Evaluate the following integrals:

(a) \(\begin{align}\int {\frac{1}{{1 + \sin x}}} \,\,dx\end{align}\)

(b) \(\begin{align}\int {\frac{1}{{1 + \sin x + \cos x}}} \,\,dx\end{align}\)

Solution: In both these examples, the substitutions that we have seen uptill now will not work. (You are urged to try it for yourself).

For such functions, we use a new type of substitution. We use the following half - angle formulae:

\[\begin{align}\sin x = \frac{{2\tan x/2}}{{1 + {{\tan }^2}x/2}}\\ \cos x = \frac{{1 - {{\tan }^2}x/2}}{{1 + {{\tan }^2}x/2}}\end{align}\]

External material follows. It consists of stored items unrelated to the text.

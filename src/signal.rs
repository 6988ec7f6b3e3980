//! SIGINT handling.
//!
//! The first Ctrl-C requests cancellation: the action in flight finishes,
//! the rest are reported as skipped and the report is still written. A
//! second Ctrl-C exits immediately.

use std::sync::atomic::{AtomicBool, Ordering};

static CANCELLED: AtomicBool = AtomicBool::new(false);

/// Exit status for a run killed by a second interrupt
const INTERRUPTED_EXIT: libc::c_int = 130;

extern "C" fn on_sigint(_signal: libc::c_int) {
    // Only async-signal-safe operations here: an atomic swap and _exit.
    if CANCELLED.swap(true, Ordering::SeqCst) {
        // SAFETY: _exit is async-signal-safe.
        unsafe { libc::_exit(INTERRUPTED_EXIT) };
    }
}

/// Install the handler and return the flag it sets
pub fn install() -> &'static AtomicBool {
    let handler = on_sigint as extern "C" fn(libc::c_int);
    // SAFETY: the handler only touches an atomic and calls _exit.
    let previous = unsafe { libc::signal(libc::SIGINT, handler as libc::sighandler_t) };
    if previous == libc::SIG_ERR {
        log::warn!(
            "Could not install SIGINT handler: {}",
            std::io::Error::last_os_error()
        );
    }
    &CANCELLED
}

Making these substitutions converts the given integrals into a form where the substitution t = \(\tan \frac{x}{2}\) is possible. Lets apply it on the current example.

(a)                                                                                                \(\begin{align} I = \int {\frac{1}{{1 + \sin x}}} \,\,dx\end{align}\)

\[\begin{align}& = \int {\frac{1}{{1 + \frac{{2\tan x/2}}{{1 + {{\tan }^2}x/2}}}}} \,\,dx\\ &= \int {\frac{{1 + {{\tan }^2}x/2}}{{1 + 2\tan x/2 + {{\tan }^2}x/2}}} \,\,dx\\& = \int {\frac{{{{\sec }^2}x/2}}{{{{\left( {1 + \tan x/2} \right)}^2}}}} \,\,dx\end{align}\]

We now substitute \(\begin{align}\tan \frac{x}{2} = t.\end{align}\) Thus, \(\begin{align}\frac{1}{2}{\sec ^2}\frac{x}{2}dx = dt\end{align}\)

\[\begin{align} &\Rightarrow\quad I = 2\int {\frac{{dt}}{{{{\left( {1 + t} \right)}^2}}}} \\ &\quad\qquad= \frac{{ - 2}}{{1 + t}} + C\\&\quad\qquad = \frac{{ - 2}}{{1 + \tan x/2}} + C\end{align}\]

(b)                                                                                            \(\begin{align} I = \int {\frac{1}{{1 + \sin x + \cos x}}} \,\,dx\end{align}\)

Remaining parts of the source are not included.